Top of RECORDS FOR PROCESSING

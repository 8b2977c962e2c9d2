use crate::error::AppError;
use db_pool::{create_pool, DbConfig, PgPool};

// Embedded at compile time so startup does not depend on the working directory
const MIGRATIONS: &[(&str, &str)] = &[("0001_init", include_str!("../migrations/0001_init.sql"))];

pub async fn init_pool(database_url: &str) -> Result<PgPool, AppError> {
    let mut cfg = DbConfig::from_env("realtime-messaging-service").unwrap_or_default();
    if cfg.database_url.is_empty() {
        cfg.service_name = "realtime-messaging-service".to_string();
        cfg.database_url = database_url.to_string();
    }
    cfg.log_config();
    let pool = create_pool(cfg)
        .await
        .map_err(|e| AppError::StartServer(format!("database pool: {e}")))?;
    run_migrations(&pool).await?;
    Ok(pool)
}

/// Apply every embedded migration not yet recorded in `schema_migrations`
pub async fn run_migrations(pool: &PgPool) -> Result<(), AppError> {
    let client = pool.get().await?;
    client
        .batch_execute(
            "CREATE TABLE IF NOT EXISTS schema_migrations (\
                version VARCHAR(64) PRIMARY KEY, \
                applied_at TIMESTAMPTZ NOT NULL DEFAULT NOW())",
        )
        .await?;

    for (version, sql) in MIGRATIONS {
        let applied = client
            .query_opt(
                "SELECT version FROM schema_migrations WHERE version = $1",
                &[version],
            )
            .await?
            .is_some();
        if applied {
            continue;
        }
        client.batch_execute(sql).await?;
        client
            .execute(
                "INSERT INTO schema_migrations (version) VALUES ($1)",
                &[version],
            )
            .await?;
        tracing::info!(migration = %version, "migration applied");
    }
    Ok(())
}
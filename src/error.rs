use crate::middleware::error_handling;
use actix_web::{http::StatusCode, HttpResponse, ResponseError};
use thiserror::Error;
use tokio_postgres::error::SqlState;

impl ResponseError for AppError {
    fn status_code(&self) -> StatusCode {
        StatusCode::from_u16(self.status()).unwrap_or(StatusCode::INTERNAL_SERVER_ERROR)
    }

    fn error_response(&self) -> HttpResponse {
        error_handling::into_response(self)
    }
}

pub type AppResult<T> = Result<T, AppError>;

#[derive(Debug, Error, Clone, PartialEq, Eq)]
pub enum AppError {
    #[error("configuration error: {0}")]
    Config(String),

    #[error("server start failure: {0}")]
    StartServer(String),

    /// Malformed or semantically invalid input (empty body, bad pair, ...)
    #[error("invalid input: {0}")]
    BadRequest(String),

    #[error("unauthorized")]
    Unauthorized,

    #[error("forbidden: {0}")]
    Forbidden(String),

    #[error("not found: {0}")]
    NotFound(String),

    /// Duplicate row on a unique-constrained pair
    #[error("conflict: {0}")]
    Conflict(String),

    #[error("database error: {0}")]
    Database(String),

    #[error("internal server error: {0}")]
    Internal(String),

    #[error("service unavailable: {0}")]
    ServiceUnavailable(String),
}

impl From<tokio_postgres::Error> for AppError {
    fn from(e: tokio_postgres::Error) -> Self {
        if e.code() == Some(&SqlState::UNIQUE_VIOLATION) {
            let constraint = e
                .as_db_error()
                .and_then(|db| db.constraint())
                .unwrap_or("unique constraint")
                .to_string();
            return AppError::Conflict(constraint);
        }
        if e.is_closed() {
            return AppError::ServiceUnavailable(e.to_string());
        }
        AppError::Database(e.to_string())
    }
}

impl From<deadpool_postgres::PoolError> for AppError {
    fn from(e: deadpool_postgres::PoolError) -> Self {
        AppError::ServiceUnavailable(e.to_string())
    }
}

impl From<serde_json::Error> for AppError {
    fn from(e: serde_json::Error) -> Self {
        AppError::Internal(format!("serialization: {e}"))
    }
}

impl AppError {
    /// Returns HTTP status code
    pub fn status(&self) -> u16 {
        match self {
            AppError::BadRequest(_) => 400,
            AppError::Unauthorized => 401,
            AppError::Forbidden(_) => 403,
            AppError::NotFound(_) => 404,
            AppError::Conflict(_) => 409,
            AppError::ServiceUnavailable(_) => 503,
            AppError::Config(_)
            | AppError::StartServer(_)
            | AppError::Database(_)
            | AppError::Internal(_) => 500,
        }
    }

    /// Stable machine-readable code carried in error bodies
    pub fn code(&self) -> &'static str {
        match self {
            AppError::BadRequest(_) => "INVALID_INPUT",
            AppError::Unauthorized => "UNAUTHORIZED",
            AppError::Forbidden(_) => "FORBIDDEN",
            AppError::NotFound(_) => "NOT_FOUND",
            AppError::Conflict(_) => "CONFLICT",
            AppError::ServiceUnavailable(_) => "SERVICE_UNAVAILABLE",
            AppError::Database(_) => "DATABASE_ERROR",
            AppError::Config(_) | AppError::StartServer(_) | AppError::Internal(_) => {
                "INTERNAL_SERVER_ERROR"
            }
        }
    }

    pub fn not_found(what: &str) -> Self {
        AppError::NotFound(format!("{what} not found"))
    }

    pub fn forbidden(reason: &str) -> Self {
        AppError::Forbidden(reason.to_string())
    }

    pub fn invalid(reason: &str) -> Self {
        AppError::BadRequest(reason.to_string())
    }
}
//! lumask-core - Buffer types and statistics for the lumask toolkit
//!
//! This crate provides the foundation the rest of the toolkit builds on:
//!
//! - [`FloatImage`] / [`ByteImage`] - owned, flat, row-major 2D buffers
//! - Histogram-based percentile search over float slices
//! - Scanline polygon fill for painting mask regions
//!
//! # Example
//!
//! ```
//! use lumask_core::{FloatImage, find_min_max_percentile};
//!
//! let data: Vec<f32> = (0..1000).map(|i| i as f32).collect();
//! let (lo, hi) = find_min_max_percentile(&data, 0.05, 0.95, false)
//!     .unwrap()
//!     .unwrap();
//! assert!(lo < hi);
//! ```

mod error;
pub mod graphics;
pub mod histogram;
pub mod image;

pub use error::{Error, Result};
pub use graphics::{Point, fill_polygon};
pub use histogram::find_min_max_percentile;
pub use image::{ByteImage, FloatImage};
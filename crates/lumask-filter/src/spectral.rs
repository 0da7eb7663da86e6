//! Spectral (FFT-based) convolution
//!
//! Convolves an image with a square kernel in the frequency domain:
//! both operands are padded to FFT-efficient dimensions, transformed,
//! multiplied pointwise and inverse-transformed. For the large Gaussian
//! kernels the mask builder uses, this beats direct convolution by a wide
//! margin.
//!
//! All planning and execution serializes on a shared [`FftContext`]
//! handle: at most one plan is built and one convolution runs at a time
//! process-wide. The padded scratch buffers live inside [`Convolution`]
//! and are reused across calls, so a plan built once per (kernel, W, H)
//! combination amortizes over repeated invocations.

use std::sync::Arc;

use log::debug;
use parking_lot::{Mutex, MutexGuard};
use rayon::prelude::*;
use rustfft::num_complex::Complex;
use rustfft::{Fft, FftPlanner};

use lumask_core::FloatImage;

use crate::error::{FilterError, FilterResult};
use crate::kernel::{Kernel, gaussian_kernel};

/// Shared FFT planning and execution lock.
///
/// Transform planning mutates shared planner state and is not safe to run
/// concurrently; execution shares the scratch layout. Both acquire this
/// lock, so a single `FftContext` should be created per process (or per
/// isolated pipeline) and handed to every [`Convolution`].
pub struct FftContext {
    planner: Mutex<FftPlanner<f32>>,
}

impl FftContext {
    /// Create a new context with an empty planner cache
    pub fn new() -> Self {
        FftContext {
            planner: Mutex::new(FftPlanner::new()),
        }
    }

    fn lock(&self) -> MutexGuard<'_, FftPlanner<f32>> {
        self.planner.lock()
    }
}

impl Default for FftContext {
    fn default() -> Self {
        Self::new()
    }
}

/// Round up to the next power of two
fn round_up_pow2(dim: usize) -> usize {
    dim.next_power_of_two()
}

/// Smallest FFT-efficient dimension >= `dim`.
///
/// FFT sizes of the form 2^a 3^b 5^c 7^d 11^e 13^f with e+f in {0, 1}
/// transform fastest. Starting from the next power of two, a fixed table
/// of nearby smooth-factorization candidates is tested in ascending
/// order. Not exhaustive, but covers image dimensions up to 100MPix.
fn find_fast_dim(dim: usize) -> usize {
    let d1 = round_up_pow2(dim);
    let candidates = [
        d1 / 128 * 65,
        d1 / 64 * 33,
        d1 / 512 * 273,
        d1 / 16 * 9,
        d1 / 8 * 5,
        d1 / 16 * 11,
        d1 / 128 * 91,
        d1 / 4 * 3,
        d1 / 64 * 49,
        d1 / 16 * 13,
        d1 / 8 * 7,
        d1,
    ];

    for &c in &candidates {
        if c >= dim {
            return c;
        }
    }

    d1
}

/// Out-of-place rectangular transpose: `dst[x * h + y] = src[y * w + x]`
fn transpose(src: &[Complex<f32>], dst: &mut [Complex<f32>], w: usize, h: usize) {
    for y in 0..h {
        for x in 0..w {
            dst[x * h + y] = src[y * w + x];
        }
    }
}

/// A convolution plan for one (kernel, width, height) combination.
///
/// Owns the padded scratch buffer, the precomputed kernel spectrum and
/// the forward/inverse transform plans. Create once, call
/// [`execute`](Convolution::execute) repeatedly.
pub struct Convolution {
    ctx: Arc<FftContext>,
    /// Kernel side length
    k: usize,
    w: usize,
    h: usize,
    /// Padded dimensions
    pw: usize,
    ph: usize,
    fwd_row: Arc<dyn Fft<f32>>,
    fwd_col: Arc<dyn Fft<f32>>,
    inv_row: Arc<dyn Fft<f32>>,
    inv_col: Arc<dyn Fft<f32>>,
    /// Frequency-domain kernel, padded layout
    kernel_fft: Vec<Complex<f32>>,
    /// Padded scratch image
    buf: Vec<Complex<f32>>,
    /// Transpose scratch
    scratch: Vec<Complex<f32>>,
    multithread: bool,
}

impl Convolution {
    /// Build a convolution plan.
    ///
    /// Pads to FFT-efficient dimensions >= `width + K` and `height + K`,
    /// plans the transforms and precomputes the kernel spectrum. Planning
    /// holds the context lock.
    ///
    /// # Errors
    ///
    /// Returns `FilterError::InvalidParameters` if width or height is 0.
    pub fn new(
        kernel: &Kernel,
        width: u32,
        height: u32,
        ctx: Arc<FftContext>,
        multithread: bool,
    ) -> FilterResult<Self> {
        if width == 0 || height == 0 {
            return Err(FilterError::InvalidParameters(format!(
                "invalid convolution dimensions: {width}x{height}"
            )));
        }

        let k = kernel.size() as usize;
        let w = width as usize;
        let h = height as usize;
        let pw = find_fast_dim(w + k);
        let ph = find_fast_dim(h + k);

        debug!("convolution plan: {w}x{h} kernel {k}x{k} padded to {pw}x{ph}");

        // Planning and kernel preparation both run under the shared lock.
        let lock_handle = Arc::clone(&ctx);
        let mut planner = lock_handle.lock();
        let fwd_row = planner.plan_fft_forward(pw);
        let fwd_col = planner.plan_fft_forward(ph);
        let inv_row = planner.plan_fft_inverse(pw);
        let inv_col = planner.plan_fft_inverse(ph);

        let mut conv = Convolution {
            ctx,
            k,
            w,
            h,
            pw,
            ph,
            fwd_row,
            fwd_col,
            inv_row,
            inv_col,
            kernel_fft: Vec::new(),
            buf: vec![Complex::new(0.0, 0.0); pw * ph],
            scratch: vec![Complex::new(0.0, 0.0); pw * ph],
            multithread,
        };
        conv.prepare_kernel(kernel);
        drop(planner);

        Ok(conv)
    }

    /// Transform the kernel once: placed at the top-left of the padded
    /// buffer, zero elsewhere.
    fn prepare_kernel(&mut self, kernel: &Kernel) {
        let k = self.k;
        for y in 0..self.ph {
            for x in 0..self.pw {
                let val = if y < k && x < k {
                    kernel.get(x as u32, y as u32)
                } else {
                    0.0
                };
                self.buf[y * self.pw + x] = Complex::new(val, 0.0);
            }
        }
        self.forward();
        self.kernel_fft = self.buf.clone();
    }

    /// Forward 2D FFT of `buf` in place: row transforms, transpose,
    /// column transforms (as rows), transpose back.
    fn forward(&mut self) {
        fft_rows(&mut self.buf, self.pw, &self.fwd_row, self.multithread);
        transpose(&self.buf, &mut self.scratch, self.pw, self.ph);
        fft_rows(&mut self.scratch, self.ph, &self.fwd_col, self.multithread);
        transpose(&self.scratch, &mut self.buf, self.ph, self.pw);
    }

    /// Inverse 2D FFT of `buf` in place (unnormalized)
    fn inverse(&mut self) {
        fft_rows(&mut self.buf, self.pw, &self.inv_row, self.multithread);
        transpose(&self.buf, &mut self.scratch, self.pw, self.ph);
        fft_rows(&mut self.scratch, self.ph, &self.inv_col, self.multithread);
        transpose(&self.scratch, &mut self.buf, self.ph, self.pw);
    }

    /// Convolve `src` into `dst`.
    ///
    /// Pixels needed outside the source bounds are edge-clamped (not
    /// zero-padded, which would produce dark fringing at the borders).
    /// The unpadded result is written to `dst` aligned with the original
    /// image coordinates. Holds the context lock for the duration:
    /// one convolution runs at a time process-wide.
    ///
    /// # Errors
    ///
    /// Returns an error if `src` or `dst` do not match the planned
    /// dimensions.
    pub fn execute(&mut self, src: &FloatImage, dst: &mut FloatImage) -> FilterResult<()> {
        if src.width() as usize != self.w || src.height() as usize != self.h {
            return Err(FilterError::InvalidParameters(format!(
                "source is {}x{}, plan is {}x{}",
                src.width(),
                src.height(),
                self.w,
                self.h
            )));
        }
        src.check_same_size(dst)?;

        let ctx = Arc::clone(&self.ctx);
        let _serialize = ctx.lock();

        let kernel_radius = (self.k / 2) as i64;
        let (pw, ph) = (self.pw, self.ph);

        // Edge-clamped copy of the source into the padded buffer,
        // shifted by the kernel radius.
        let fill_row = |(y, row): (usize, &mut [Complex<f32>])| {
            for (x, cell) in row.iter_mut().enumerate() {
                let val = src.get_clamped(x as i64 - kernel_radius, y as i64 - kernel_radius);
                *cell = Complex::new(val, 0.0);
            }
        };
        if self.multithread {
            self.buf.par_chunks_mut(pw).enumerate().for_each(fill_row);
        } else {
            self.buf.chunks_mut(pw).enumerate().for_each(fill_row);
        }

        self.forward();

        // Pointwise complex multiply with the kernel spectrum
        if self.multithread {
            self.buf
                .par_iter_mut()
                .zip(&self.kernel_fft)
                .for_each(|(cell, &kf)| *cell *= kf);
        } else {
            for (cell, &kf) in self.buf.iter_mut().zip(&self.kernel_fft) {
                *cell *= kf;
            }
        }

        self.inverse();

        // Copy back the unpadded result, offset to realign with the
        // source coordinates, normalized for the unscaled transforms.
        let offset = 2 * (self.k / 2);
        let norm = (pw * ph) as f32;
        let buf = &self.buf;
        let w = self.w;
        let copy_row = |(y, row): (usize, &mut [f32])| {
            let src_row = &buf[(y + offset) * pw..(y + offset) * pw + pw];
            for (x, out) in row.iter_mut().enumerate() {
                *out = src_row[x + offset].re / norm;
            }
        };
        if self.multithread {
            dst.data_mut()
                .par_chunks_mut(w)
                .enumerate()
                .for_each(copy_row);
        } else {
            dst.data_mut().chunks_mut(w).enumerate().for_each(copy_row);
        }

        Ok(())
    }
}

/// Run a length-`row_len` FFT over every row of `data`
fn fft_rows(data: &mut [Complex<f32>], row_len: usize, fft: &Arc<dyn Fft<f32>>, multithread: bool) {
    if multithread {
        data.par_chunks_mut(row_len).for_each(|row| fft.process(row));
    } else {
        for row in data.chunks_mut(row_len) {
            fft.process(row);
        }
    }
}

/// Gaussian-blur `src` into `dst` through the spectral engine.
///
/// Builds the kernel for `sigma`, plans a one-shot convolution and runs
/// it. For repeated blurs at the same sigma and dimensions, build a
/// [`Convolution`] once and reuse it instead.
pub fn gaussian_blur(
    src: &FloatImage,
    dst: &mut FloatImage,
    sigma: f32,
    ctx: &Arc<FftContext>,
    multithread: bool,
) -> FilterResult<()> {
    let kernel = gaussian_kernel(sigma)?;
    let mut conv = Convolution::new(&kernel, src.width(), src.height(), Arc::clone(ctx), multithread)?;
    conv.execute(src, dst)
}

Bottom of RECORDS FOR PROCESSING

◆ EXERCISE GOAL
Please give an exact restatement of only the lines from the beginning of the material above to the line with "pub async fn init_pool(database_url: &str)", inclusive.

◆ PROBLEM SOLUTION
repository 8b2977c962e2c9d2
use crate::error::AppError;
use db_pool::{create_pool, DbConfig, PgPool};

// Embedded at compile time so startup does not depend on the working directory
const MIGRATIONS: &[(&str, &str)] = &[("0001_init", include_str!("../migrations/0001_init.sql"))];

pub async fn init_pool(database_url: &str) -> Result<PgPool, AppError> {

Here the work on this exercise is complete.